Go Benchmark
sort.Slice vs slices.Sort
The old sort package against the generic slices package — same algorithm, different dispatch.
Go now ships four ways to sort a slice: the classic sort.Sort with a hand-written sort.Interface, the closure-based sort.Slice, and the generic slices.Sort and slices.SortFunc added in Go 1.21. They use closely related pattern-defeating quicksort algorithms, so the interesting difference is dispatch: interface method calls and closures cannot be fully inlined and box their data, while the generic functions are compiled for the concrete element type. This benchmark sorts the same shuffled 1000-element int slice with each API. If you are still reaching for sort.Slice out of habit, the chart shows what switching to slices.Sort buys.
1 CPU
32 CPUs
slices.Sort(work) — the generic sort for ordered element types. Comparisons compile down to plain < on the concrete type with no function calls at all, which is why it is consistently the fastest way to sort a slice in Go.
Slices Sort Func #
slices.SortFunc(work, cmp) — the generic replacement for sort.Slice.

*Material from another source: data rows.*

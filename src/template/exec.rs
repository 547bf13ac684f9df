//! Tree-walking template evaluator.
//!
//! Executes a parsed node list against the Brain. Helper calls are
//! dispatched through [`super::funcs`]; the context threads the used
//! and missing dependency sets that drive the Runner's convergence
//! loop.

use std::collections::BTreeMap;
use std::path::PathBuf;

use super::funcs;
use super::parser::{Command, Expr, Node, Pipeline};
use super::scratch::{Scratch, TemplateMap};
use super::value::Value;
use crate::brain::Brain;
use crate::dependency::Dep;
use crate::errors::TemplateError;

pub(crate) struct EvalContext<'a> {
    pub brain: &'a Brain,
    /// Ambient environment: process env plus per-template overrides.
    pub env: BTreeMap<String, String>,
    pub used: BTreeMap<String, Dep>,
    pub missing: BTreeMap<String, Dep>,
    pub scratch: Scratch,
    pub local: TemplateMap,
    /// `error_on_missing_key`: failed map lookups error instead of
    /// rendering the no-value sentinel.
    pub strict: bool,
    pub sandbox: Option<PathBuf>,
    pub denylist: &'a [String],
}

impl<'a> EvalContext<'a> {
    /// Records a dependency as used and returns its cached value, or
    /// marks it missing.
    pub fn depend(&mut self, dep: Dep) -> Option<Value> {
        let fingerprint = dep.fingerprint().to_string();
        self.used.insert(fingerprint.clone(), Dep::clone(&dep));
        match self.brain.recall(&fingerprint) {
            Some(value) => Some(value),
            None => {
                self.missing.insert(fingerprint, dep);
                None
            }
        }
    }
}

pub(crate) fn execute(
    nodes: &[Node],
    ctx: &mut EvalContext<'_>,
) -> Result<String, TemplateError> {
    let root = root_context(ctx);
    let mut ev = Evaluator {
        ctx,
        vars: Vec::new(),
        out: String::new(),
    };
    ev.exec_nodes(nodes, &root)?;
    Ok(ev.out)
}

fn root_context(ctx: &EvalContext<'_>) -> Value {
    let env = ctx
        .env
        .iter()
        .map(|(k, v)| (k.clone(), Value::from(v.as_str())))
        .collect::<BTreeMap<_, _>>();
    Value::map_from(vec![("Env", Value::Map(env))])
}

struct Evaluator<'a, 'b> {
    ctx: &'b mut EvalContext<'a>,
    vars: Vec<(String, Value)>,
    out: String,
}

impl Evaluator<'_, '_> {
    fn exec_nodes(&mut self, nodes: &[Node], dot: &Value) -> Result<(), TemplateError> {
        for node in nodes {
            match node {
                Node::Text(t) => self.out.push_str(t),
                Node::Action(pipe) => {
                    let value = self.eval_pipeline(pipe, dot)?;
                    self.out.push_str(&value.render());
                }
                Node::If { cond, then, els } => {
                    let value = self.eval_pipeline(cond, dot)?;
                    if value.is_truthy() {
                        self.exec_nodes(then, dot)?;
                    } else {
                        self.exec_nodes(els, dot)?;
                    }
                }
                Node::With { pipe, body, els } => {
                    let value = self.eval_pipeline(pipe, dot)?;
                    if value.is_truthy() {
                        self.exec_nodes(body, &value)?;
                    } else {
                        self.exec_nodes(els, dot)?;
                    }
                }
                Node::Range {
                    decls,
                    pipe,
                    body,
                    els,
                } => {
                    self.exec_range(decls, pipe, body, els, dot)?;
                }
            }
        }
        Ok(())
    }

    fn exec_range(
        &mut self,
        decls: &[String],
        pipe: &Pipeline,
        body: &[Node],
        els: &[Node],
        dot: &Value,
    ) -> Result<(), TemplateError> {
        let value = self.eval_pipeline(pipe, dot)?;
        let entries: Vec<(Value, Value)> = match &value {
            Value::List(items) => items
                .iter()
                .enumerate()
                .map(|(i, v)| (Value::Int(i as i64), v.clone()))
                .collect(),
            Value::Map(m) => m
                .iter()
                .map(|(k, v)| (Value::from(k.as_str()), v.clone()))
                .collect(),
            Value::Null => Vec::new(),
            other => {
                return Err(TemplateError::Exec(format!(
                    "range over non-iterable value {}",
                    other
                )))
            }
        };

        if entries.is_empty() {
            return self.exec_nodes(els, dot);
        }
        let depth = self.vars.len();
        for (key, elem) in entries {
            self.vars.truncate(depth);
            match decls {
                [v] => self.vars.push((v.clone(), elem.clone())),
                [k, v] => {
                    self.vars.push((k.clone(), key));
                    self.vars.push((v.clone(), elem.clone()));
                }
                _ => {}
            }
            self.exec_nodes(body, &elem)?;
        }
        self.vars.truncate(depth);
        Ok(())
    }

    fn eval_pipeline(&mut self, pipe: &Pipeline, dot: &Value) -> Result<Value, TemplateError> {
        let mut piped: Option<Value> = None;
        for cmd in &pipe.cmds {
            piped = Some(self.eval_command(cmd, dot, piped)?);
        }
        // Pipelines are never empty after parsing.
        Ok(piped.unwrap_or(Value::Null))
    }

    fn eval_command(
        &mut self,
        cmd: &Command,
        dot: &Value,
        piped: Option<Value>,
    ) -> Result<Value, TemplateError> {
        if let Expr::Ident(name) = &cmd.args[0] {
            let mut args = Vec::with_capacity(cmd.args.len());
            for arg in &cmd.args[1..] {
                args.push(self.eval_expr(arg, dot)?);
            }
            // A piped value becomes the final argument.
            if let Some(v) = piped {
                args.push(v);
            }
            return funcs::call(name, args, self.ctx);
        }

        if cmd.args.len() != 1 {
            return Err(TemplateError::Exec(format!(
                "{:?} is not a function",
                cmd.args[0]
            )));
        }
        if piped.is_some() {
            return Err(TemplateError::Exec(
                "cannot pipe into a non-function value".to_string(),
            ));
        }
        self.eval_expr(&cmd.args[0], dot)
    }

    fn eval_expr(&mut self, expr: &Expr, dot: &Value) -> Result<Value, TemplateError> {
        match expr {
            Expr::Literal(v) => Ok(v.clone()),
            Expr::Dot => Ok(dot.clone()),
            Expr::Field(fields) => self.resolve_fields(dot.clone(), fields),
            Expr::Variable(name, fields) => {
                let base = self
                    .vars
                    .iter()
                    .rev()
                    .find(|(n, _)| n == name)
                    .map(|(_, v)| v.clone())
                    .ok_or_else(|| {
                        TemplateError::Exec(format!("undefined variable ${}", name))
                    })?;
                self.resolve_fields(base, fields)
            }
            Expr::Ident(name) => funcs::call(name, Vec::new(), self.ctx),
            Expr::SubPipeline(pipe) => self.eval_pipeline(pipe, dot),
        }
    }

    fn resolve_fields(
        &self,
        base: Value,
        fields: &[String],
    ) -> Result<Value, TemplateError> {
        let mut current = base;
        for field in fields {
            match current.field(field) {
                Some(v) => current = v.clone(),
                None => {
                    if self.ctx.strict {
                        return Err(TemplateError::MissingKey {
                            key: field.clone(),
                        });
                    }
                    return Ok(Value::Null);
                }
            }
        }
        Ok(current)
    }
}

The slice is accessed directly at its concrete type (no reflection, no boxing), but every comparison still goes through the provided function, which limits inlining.
Sort Interface #
sort.Sort(IntSlice(work)) with a hand-written Len/Less/Swap implementation. Avoids reflection, but every single comparison and swap is an interface method call — the dispatch cost the generic APIs were designed to eliminate.
sort.Slice(work, func(i, j int) bool { ... }) — the pre-generics convenience API. Internally it uses reflection (reflect.Swapper) for swapping elements and calls the comparison closure through a function pointer, both of which add per-element overhead the compiler cannot optimize away.